■ Exercise directions
Whenever a line below holds the word "format", count it; then give the total and nothing else.

=== Begin Enclosure ===

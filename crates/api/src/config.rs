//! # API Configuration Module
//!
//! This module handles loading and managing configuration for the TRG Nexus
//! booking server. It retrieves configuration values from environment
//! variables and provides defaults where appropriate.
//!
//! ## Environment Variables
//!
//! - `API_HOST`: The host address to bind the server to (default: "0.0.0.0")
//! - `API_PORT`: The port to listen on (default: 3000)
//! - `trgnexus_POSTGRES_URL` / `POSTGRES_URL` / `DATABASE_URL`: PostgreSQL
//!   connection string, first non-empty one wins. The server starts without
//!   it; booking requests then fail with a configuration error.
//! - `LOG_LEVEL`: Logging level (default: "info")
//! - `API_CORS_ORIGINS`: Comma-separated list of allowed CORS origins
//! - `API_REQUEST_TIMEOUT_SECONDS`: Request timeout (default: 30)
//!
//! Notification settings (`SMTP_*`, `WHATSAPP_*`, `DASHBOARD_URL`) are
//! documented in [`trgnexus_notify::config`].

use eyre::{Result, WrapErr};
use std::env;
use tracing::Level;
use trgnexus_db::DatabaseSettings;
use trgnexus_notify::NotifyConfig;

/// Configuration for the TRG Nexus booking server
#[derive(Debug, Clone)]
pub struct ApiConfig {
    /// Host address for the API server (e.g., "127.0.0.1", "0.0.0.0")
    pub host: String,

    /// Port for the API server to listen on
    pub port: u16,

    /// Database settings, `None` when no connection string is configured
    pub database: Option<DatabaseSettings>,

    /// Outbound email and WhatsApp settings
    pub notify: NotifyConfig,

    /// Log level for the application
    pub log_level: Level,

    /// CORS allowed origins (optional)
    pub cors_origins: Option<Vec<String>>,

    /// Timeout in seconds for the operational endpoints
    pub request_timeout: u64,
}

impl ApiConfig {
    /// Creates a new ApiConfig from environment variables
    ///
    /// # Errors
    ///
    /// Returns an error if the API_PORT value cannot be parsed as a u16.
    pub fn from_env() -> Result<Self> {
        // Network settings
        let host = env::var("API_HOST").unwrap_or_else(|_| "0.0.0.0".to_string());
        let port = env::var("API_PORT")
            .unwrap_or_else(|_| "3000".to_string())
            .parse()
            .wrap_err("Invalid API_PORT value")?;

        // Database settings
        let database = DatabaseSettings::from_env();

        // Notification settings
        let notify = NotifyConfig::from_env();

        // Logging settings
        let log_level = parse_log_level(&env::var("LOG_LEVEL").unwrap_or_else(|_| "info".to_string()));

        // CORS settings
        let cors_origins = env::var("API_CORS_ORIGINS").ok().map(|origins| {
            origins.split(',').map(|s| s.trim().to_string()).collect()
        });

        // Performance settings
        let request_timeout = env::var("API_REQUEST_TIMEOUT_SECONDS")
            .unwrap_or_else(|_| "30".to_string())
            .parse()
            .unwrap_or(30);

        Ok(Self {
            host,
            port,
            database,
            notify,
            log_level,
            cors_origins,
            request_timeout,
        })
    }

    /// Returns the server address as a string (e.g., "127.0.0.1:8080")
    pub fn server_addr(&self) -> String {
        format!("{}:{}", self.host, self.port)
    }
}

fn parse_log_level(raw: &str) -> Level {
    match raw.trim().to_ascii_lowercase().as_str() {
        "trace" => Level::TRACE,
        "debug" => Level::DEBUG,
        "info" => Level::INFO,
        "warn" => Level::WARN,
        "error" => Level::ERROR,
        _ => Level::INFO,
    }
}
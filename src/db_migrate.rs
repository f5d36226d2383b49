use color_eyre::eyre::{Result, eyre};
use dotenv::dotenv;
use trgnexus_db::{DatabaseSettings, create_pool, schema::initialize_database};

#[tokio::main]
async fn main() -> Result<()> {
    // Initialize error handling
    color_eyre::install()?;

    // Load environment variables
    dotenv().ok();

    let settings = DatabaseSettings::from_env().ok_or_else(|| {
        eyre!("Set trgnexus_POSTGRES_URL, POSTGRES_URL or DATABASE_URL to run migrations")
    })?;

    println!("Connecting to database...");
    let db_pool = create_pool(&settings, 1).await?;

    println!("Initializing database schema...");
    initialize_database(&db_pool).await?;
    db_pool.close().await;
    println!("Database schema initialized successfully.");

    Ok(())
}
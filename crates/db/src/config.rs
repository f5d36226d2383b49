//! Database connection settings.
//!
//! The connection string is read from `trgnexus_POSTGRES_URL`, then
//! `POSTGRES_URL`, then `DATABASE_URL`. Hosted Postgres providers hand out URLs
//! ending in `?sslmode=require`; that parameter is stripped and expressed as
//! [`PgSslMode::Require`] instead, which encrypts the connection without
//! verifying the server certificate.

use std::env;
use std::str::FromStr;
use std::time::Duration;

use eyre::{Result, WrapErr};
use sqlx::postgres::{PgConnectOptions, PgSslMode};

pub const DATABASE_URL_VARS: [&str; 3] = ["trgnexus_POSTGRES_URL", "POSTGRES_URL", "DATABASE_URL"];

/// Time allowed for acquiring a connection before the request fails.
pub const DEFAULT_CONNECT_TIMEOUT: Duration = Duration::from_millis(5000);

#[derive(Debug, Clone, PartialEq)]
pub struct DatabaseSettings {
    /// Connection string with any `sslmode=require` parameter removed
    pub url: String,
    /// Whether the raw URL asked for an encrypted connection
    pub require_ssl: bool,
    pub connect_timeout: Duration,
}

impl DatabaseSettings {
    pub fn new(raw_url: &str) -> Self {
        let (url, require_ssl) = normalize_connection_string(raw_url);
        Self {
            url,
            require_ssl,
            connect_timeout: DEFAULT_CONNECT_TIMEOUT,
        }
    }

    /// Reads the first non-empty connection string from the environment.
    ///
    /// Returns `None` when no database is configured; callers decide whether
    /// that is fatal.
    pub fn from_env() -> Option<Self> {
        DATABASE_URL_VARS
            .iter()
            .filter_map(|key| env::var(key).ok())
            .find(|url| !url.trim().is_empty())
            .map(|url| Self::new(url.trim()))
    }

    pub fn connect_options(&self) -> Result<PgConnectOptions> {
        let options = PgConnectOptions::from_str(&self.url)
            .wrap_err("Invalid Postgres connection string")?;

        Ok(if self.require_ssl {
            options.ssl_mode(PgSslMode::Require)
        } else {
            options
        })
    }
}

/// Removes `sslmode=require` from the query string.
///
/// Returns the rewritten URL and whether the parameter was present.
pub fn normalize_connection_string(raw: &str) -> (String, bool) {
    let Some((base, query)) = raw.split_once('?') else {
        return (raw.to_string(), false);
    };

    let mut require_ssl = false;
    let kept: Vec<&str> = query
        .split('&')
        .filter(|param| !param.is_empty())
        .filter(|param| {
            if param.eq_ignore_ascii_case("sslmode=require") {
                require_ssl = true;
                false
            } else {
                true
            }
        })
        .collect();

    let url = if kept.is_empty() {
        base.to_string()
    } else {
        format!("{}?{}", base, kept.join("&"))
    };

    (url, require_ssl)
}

=== End Enclosure ===

■ Task answer
2